-- Data to use follows --

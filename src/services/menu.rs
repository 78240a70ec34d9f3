use crate::{
    db::DbPool,
    entities::{meal_type, menu_item, order_item},
    errors::ServiceError,
    money,
};
use chrono::{DateTime, Utc};
use rust_decimal::Decimal;
use sea_orm::{
    ActiveModelTrait, ColumnTrait, EntityTrait, PaginatorTrait, QueryFilter, QueryOrder, Set,
    SqlErr,
};
use serde::{Deserialize, Serialize};
use std::sync::Arc;
use tracing::{error, info, instrument, warn};
use utoipa::ToSchema;
use validator::{Validate, ValidationError};

/// Body for creating or replacing a menu item.
#[derive(Debug, Clone, Serialize, Deserialize, Validate, ToSchema)]
#[serde(rename_all = "camelCase")]
pub struct MenuItemInput {
    #[validate(length(min = 1, max = 255, message = "Menu item name is required"))]
    pub name: String,
    #[validate(custom = "validate_price")]
    #[schema(value_type = String, example = "45.00")]
    pub price: Decimal,
    pub meal_type_id: i32,
    #[serde(default = "default_available")]
    pub is_available: bool,
}

fn default_available() -> bool {
    true
}

fn validate_price(price: &Decimal) -> Result<(), ValidationError> {
    if price.is_sign_negative() && !price.is_zero() {
        let mut err = ValidationError::new("price");
        err.message = Some("Price must not be negative".into());
        return Err(err);
    }
    if !money::is_storable(money::to_money(*price)) {
        let mut err = ValidationError::new("price");
        err.message = Some(format!("Price must not exceed {}", money::MAX_AMOUNT).into());
        return Err(err);
    }
    Ok(())
}

#[derive(Debug, Clone, PartialEq, Serialize, Deserialize, ToSchema)]
pub struct MenuItemView {
    pub id: i32,
    pub name: String,
    #[schema(value_type = String, example = "45.00")]
    pub price: Decimal,
    pub meal_type_id: i32,
    pub is_available: bool,
    pub created_at: DateTime<Utc>,
    pub updated_at: DateTime<Utc>,
}

impl From<menu_item::Model> for MenuItemView {
    fn from(model: menu_item::Model) -> Self {
        Self {
            id: model.id,
            name: model.name,
            price: money::to_money(model.price),
            meal_type_id: model.meal_type_id,
            is_available: model.is_available,
            created_at: model.created_at,
            updated_at: model.updated_at,
        }
    }
}

/// Meal types and the menu items under them.
#[derive(Clone)]
pub struct MenuService {
    db_pool: Arc<DbPool>,
}

impl MenuService {
    pub fn new(db_pool: Arc<DbPool>) -> Self {
        Self { db_pool }
    }

    #[instrument(skip(self))]
    pub async fn list_meal_types(&self) -> Result<Vec<meal_type::Model>, ServiceError> {
        Ok(meal_type::Entity::find()
            .order_by_asc(meal_type::Column::Id)
            .all(&*self.db_pool)
            .await?)
    }

    /// Available items of one meal type, by name.
    #[instrument(skip(self))]
    pub async fn menu_for_meal_type(
        &self,
        meal_type_id: i32,
    ) -> Result<Vec<MenuItemView>, ServiceError> {
        let items = menu_item::Entity::find()
            .filter(menu_item::Column::MealTypeId.eq(meal_type_id))
            .filter(menu_item::Column::IsAvailable.eq(true))
            .order_by_asc(menu_item::Column::Name)
            .all(&*self.db_pool)
            .await?;
        Ok(items.into_iter().map(MenuItemView::from).collect())
    }

    /// Every item, available or not, grouped by meal type.
    #[instrument(skip(self))]
    pub async fn list_all_items(&self) -> Result<Vec<MenuItemView>, ServiceError> {
        let items = menu_item::Entity::find()
            .order_by_asc(menu_item::Column::MealTypeId)
            .order_by_asc(menu_item::Column::Name)
            .all(&*self.db_pool)
            .await?;
        Ok(items.into_iter().map(MenuItemView::from).collect())
    }

    #[instrument(skip(self, input), fields(name = %input.name, meal_type_id = input.meal_type_id))]
    pub async fn create_item(&self, input: MenuItemInput) -> Result<MenuItemView, ServiceError> {
        input.validate()?;
        self.ensure_meal_type(input.meal_type_id).await?;

        let now = Utc::now();
        let created = menu_item::ActiveModel {
            name: Set(input.name.trim().to_string()),
            price: Set(money::to_money(input.price)),
            meal_type_id: Set(input.meal_type_id),
            is_available: Set(input.is_available),
            created_at: Set(now),
            updated_at: Set(now),
            ..Default::default()
        }
        .insert(&*self.db_pool)
        .await
        .map_err(|e| {
            error!(error = %e, "Failed to create menu item");
            ServiceError::DatabaseError(e)
        })?;

        info!(menu_item_id = created.id, "Menu item created");
        Ok(created.into())
    }

    /// Replaces an item's fields. Past orders keep their captured prices.
    #[instrument(skip(self, input))]
    pub async fn update_item(
        &self,
        id: i32,
        input: MenuItemInput,
    ) -> Result<MenuItemView, ServiceError> {
        input.validate()?;

        let existing = menu_item::Entity::find_by_id(id)
            .one(&*self.db_pool)
            .await?
            .ok_or_else(|| ServiceError::menu_item_not_found(id))?;
        self.ensure_meal_type(input.meal_type_id).await?;

        let mut active: menu_item::ActiveModel = existing.into();
        active.name = Set(input.name.trim().to_string());
        active.price = Set(money::to_money(input.price));
        active.meal_type_id = Set(input.meal_type_id);
        active.is_available = Set(input.is_available);
        active.updated_at = Set(Utc::now());
        let updated = active.update(&*self.db_pool).await?;

        info!(menu_item_id = id, "Menu item updated");
        Ok(updated.into())
    }

    /// Deletes an item that no order has ever referenced.
    #[instrument(skip(self))]
    pub async fn delete_item(&self, id: i32) -> Result<(), ServiceError> {
        let db = &*self.db_pool;
        if menu_item::Entity::find_by_id(id).one(db).await?.is_none() {
            return Err(ServiceError::menu_item_not_found(id));
        }

        let references = order_item::Entity::find()
            .filter(order_item::Column::MenuItemId.eq(id))
            .count(db)
            .await?;
        if references > 0 {
            warn!(menu_item_id = id, references, "Refusing to delete ordered menu item");
            return Err(in_use(id));
        }

        menu_item::Entity::delete_by_id(id)
            .exec(db)
            .await
            .map_err(|e| match e.sql_err() {
                // an order raced in between the check and the delete
                Some(SqlErr::ForeignKeyConstraintViolation(_)) => in_use(id),
                _ => ServiceError::DatabaseError(e),
            })?;

        info!(menu_item_id = id, "Menu item deleted");
        Ok(())
    }

    async fn ensure_meal_type(&self, meal_type_id: i32) -> Result<(), ServiceError> {
        match meal_type::Entity::find_by_id(meal_type_id)
            .one(&*self.db_pool)
            .await?
        {
            Some(_) => Ok(()),
            None => Err(ServiceError::ValidationError(format!(
                "Meal type with ID {} does not exist",
                meal_type_id
            ))),
        }
    }
}

fn in_use(id: i32) -> ServiceError {
    ServiceError::Conflict(format!(
        "Menu item with ID {} is part of existing orders; mark it unavailable instead",
        id
    ))
}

-- Data to use concluded --

* **Work task**
From the entries above, pull out each line that includes "format".

* **Result of this exercise**
        err.message = Some(format!("Price must not exceed {}", money::MAX_AMOUNT).into());
            None => Err(ServiceError::ValidationError(format!(
    ServiceError::Conflict(format!(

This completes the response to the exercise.